Saved entries
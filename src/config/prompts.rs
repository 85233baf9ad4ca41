//! Prompt templates for vidcompanion.
//!
//! Prompts can be customized by placing TOML files in the custom prompts directory.

use serde::{Deserialize, Serialize};
use std::collections::HashMap;
use std::path::PathBuf;

/// Reply the model gives when the retrieved context does not hold the answer.
pub const FALLBACK_ANSWER: &str =
    "I couldn't find the answer in the database. Could you rephrase or ask something else";

/// Collection of all prompt templates.
#[derive(Debug, Clone, Serialize, Deserialize)]
#[serde(default)]
pub struct Prompts {
    pub translate: TaskPrompts,
    pub topics: TaskPrompts,
    pub notes: TaskPrompts,
    pub rag: TaskPrompts,
    /// Custom variables from config, available in all prompts.
    #[serde(skip)]
    pub variables: HashMap<String, String>,
}

/// A system/user prompt pair for one generation task.
#[derive(Debug, Clone, Serialize, Deserialize)]
pub struct TaskPrompts {
    pub system: String,
    pub user: String,
}

/// Contents of a custom prompt file. Missing fields keep the built-in text.
#[derive(Debug, Deserialize)]
struct TaskPromptsOverride {
    system: Option<String>,
    user: Option<String>,
}

impl TaskPromptsOverride {
    fn apply_to(self, target: &mut TaskPrompts) {
        if let Some(system) = self.system {
            target.system = system;
        }
        if let Some(user) = self.user {
            target.user = user;
        }
    }
}

impl TaskPrompts {
    fn new(system: &str, user: &str) -> Self {
        Self {
            system: system.to_string(),
            user: user.to_string(),
        }
    }

    /// Default translation prompts.
    pub fn translate() -> Self {
        Self::new(
            r#"You are an expert translator with deep cultural and linguistic understanding.

Translate the transcript you are given into English with absolute accuracy:
- Keep the original meaning, tone and context intact
- Make no additions and no omissions
- Preserve the tone and style: formal or informal, emotional or neutral, as in the original
- Adapt idioms, nuances and cultural references while keeping the original intent
- Keep the speakers' voice and perspective; never rewrite into the third person
- Do not summarize or simplify

The translation should read naturally in English while staying as close as possible to the original."#,
            r#"Transcript:
{{transcript}}"#,
        )
    }

    /// Default topic extraction prompts.
    pub fn topics() -> Self {
        Self::new(
            r#"You are an expert assistant that extracts the most important topics from a video transcript.

Rules:
- Respond with exactly 5 bullet points
- Each point must be a key topic, not a subtopic or a small detail
- Keep the wording concise, clear and to the point
- Never phrase a topic as a question or an opinion
- Avoid redundancy; every topic appears once
- Only list topics that are actually discussed in the transcript"#,
            r#"Here is the transcript:
{{transcript}}"#,
        )
    }

    /// Default note taking prompts.
    pub fn notes() -> Self {
        Self::new(
            r#"You are an expert note taker. Go through the video transcript you are given and write well-structured, lucid and concise notes.

Rules:
- Use bullet points grouped into clear sections with headings
- Highlight key takeaways, important details and any action items
- Keep the wording concise, clear and to the point
- If the transcript covers several themes or topics, organize them under subheadings
- Avoid redundancy and never add information that is not present in the transcript"#,
            r#"Here is the transcript:
{{transcript}}"#,
        )
    }

    /// Default RAG answer prompts.
    pub fn rag() -> Self {
        Self::new(
            r#"You are a kind, polite and expert assistant answering questions about a video.

Guidelines:
- Begin the conversation with a warm greeting, but do not repeat the greeting on every answer
- Understand the user's intent even when the question has typos or grammatical errors
- Answer only from the context you are given
- If the answer is not in the context, reply exactly: "{{fallback}}"
- Keep answers clear, concise and to the point"#,
            r#"Context: {{context}}

User Question: {{question}}

Answer:"#,
        )
    }
}

impl Default for Prompts {
    fn default() -> Self {
        Self {
            translate: TaskPrompts::translate(),
            topics: TaskPrompts::topics(),
            notes: TaskPrompts::notes(),
            rag: TaskPrompts::rag(),
            variables: HashMap::new(),
        }
    }
}

impl Prompts {
    /// Load prompts from the default location, with optional custom directory and variables.
    pub fn load(
        custom_dir: Option<&str>,
        custom_variables: Option<&HashMap<String, String>>,
    ) -> crate::error::Result<Self> {
        let mut prompts = Prompts::default();

        if let Some(vars) = custom_variables {
            prompts.variables = vars.clone();
        }

        if let Some(dir) = custom_dir {
            let custom_path = PathBuf::from(shellexpand::tilde(dir).to_string());

            let overrides: [(&str, &mut TaskPrompts); 4] = [
                ("translate.toml", &mut prompts.translate),
                ("topics.toml", &mut prompts.topics),
                ("notes.toml", &mut prompts.notes),
                ("rag.toml", &mut prompts.rag),
            ];

            for (file_name, target) in overrides {
                let path = custom_path.join(file_name);
                if path.exists() {
                    let content = std::fs::read_to_string(&path)?;
                    let custom: TaskPromptsOverride = toml::from_str(&content)?;
                    custom.apply_to(target);
                }
            }
        }

        Ok(prompts)
    }

    /// Render a prompt template with the given variables.
    pub fn render(template: &str, vars: &HashMap<String, String>) -> String {
        let mut result = template.to_string();
        for (key, value) in vars {
            result = result.replace(&format!("{{{{{}}}}}", key), value);
        }
        result
    }

    /// Render a prompt template with both provided variables and custom config variables.
    /// Provided variables take precedence over custom config variables.
    pub fn render_with_custom(&self, template: &str, vars: &HashMap<String, String>) -> String {
        let mut merged = self.variables.clone();
        for (key, value) in vars {
            merged.insert(key.clone(), value.clone());
        }
        Self::render(template, &merged)
    }
}

#[cfg(test)]
mod tests {
    use super::*;

    #[test]
    fn test_default_prompts() {
        let prompts = Prompts::default();
        assert!(prompts.topics.system.contains("exactly 5"));
        assert!(prompts.notes.system.contains("subheadings"));
        assert!(prompts.rag.user.contains("{{context}}"));
        assert!(prompts.rag.user.contains("{{question}}"));
        assert!(prompts.translate.user.contains("{{transcript}}"));
    }

    #[test]
    fn test_render_template() {
        let template = "Hello {{name}}, you have {{count}} messages.";
        let mut vars = HashMap::new();
        vars.insert("name".to_string(), "Alice".to_string());
        vars.insert("count".to_string(), "5".to_string());

        let result = Prompts::render(template, &vars);
        assert_eq!(result, "Hello Alice, you have 5 messages.");
    }

    #[test]
    fn test_call_variables_override_custom_variables() {
        let mut prompts = Prompts::default();
        prompts.variables.insert("audience".to_string(), "students".to_string());
        prompts.variables.insert("question".to_string(), "ignored".to_string());

        let mut vars = HashMap::new();
        vars.insert("question".to_string(), "What is Rust?".to_string());

        let rendered = prompts.render_with_custom("{{question}} for {{audience}}", &vars);
        assert_eq!(rendered, "What is Rust? for students");
    }

    #[test]
    fn test_load_custom_prompt_file() {
        let dir = tempfile::tempdir().unwrap();
        std::fs::write(
            dir.path().join("topics.toml"),
            "system = \"List three topics.\"\nuser = \"{{transcript}}\"\n",
        )
        .unwrap();

        let prompts = Prompts::load(dir.path().to_str(), None).unwrap();
        assert_eq!(prompts.topics.system, "List three topics.");
        assert_eq!(prompts.notes.system, TaskPrompts::notes().system);
    }

    #[test]
    fn test_partial_prompt_file_keeps_builtin_user_template() {
        let dir = tempfile::tempdir().unwrap();
        std::fs::write(dir.path().join("topics.toml"), "system = \"List topics.\"\n").unwrap();

        let prompts = Prompts::load(dir.path().to_str(), None).unwrap();
        assert_eq!(prompts.topics.system, "List topics.");
        assert_eq!(prompts.topics.user, TaskPrompts::topics().user);
        assert!(prompts.topics.user.contains("{{transcript}}"));
    }
}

*What you need to do*.
Using only the entries above, output the line with "#[cfg(test)]", the line with "let result = Prompts::render(template, &vars);", and all lines between them, exactly as they stand.

*Reply*.
#[cfg(test)]
mod tests {
    use super::*;

    #[test]
    fn test_default_prompts() {
        let prompts = Prompts::default();
        assert!(prompts.topics.system.contains("exactly 5"));
        assert!(prompts.notes.system.contains("subheadings"));
        assert!(prompts.rag.user.contains("{{context}}"));
        assert!(prompts.rag.user.contains("{{question}}"));
        assert!(prompts.translate.user.contains("{{transcript}}"));
    }

    #[test]
    fn test_render_template() {
        let template = "Hello {{name}}, you have {{count}} messages.";
        let mut vars = HashMap::new();
        vars.insert("name".to_string(), "Alice".to_string());
        vars.insert("count".to_string(), "5".to_string());

        let result = Prompts::render(template, &vars);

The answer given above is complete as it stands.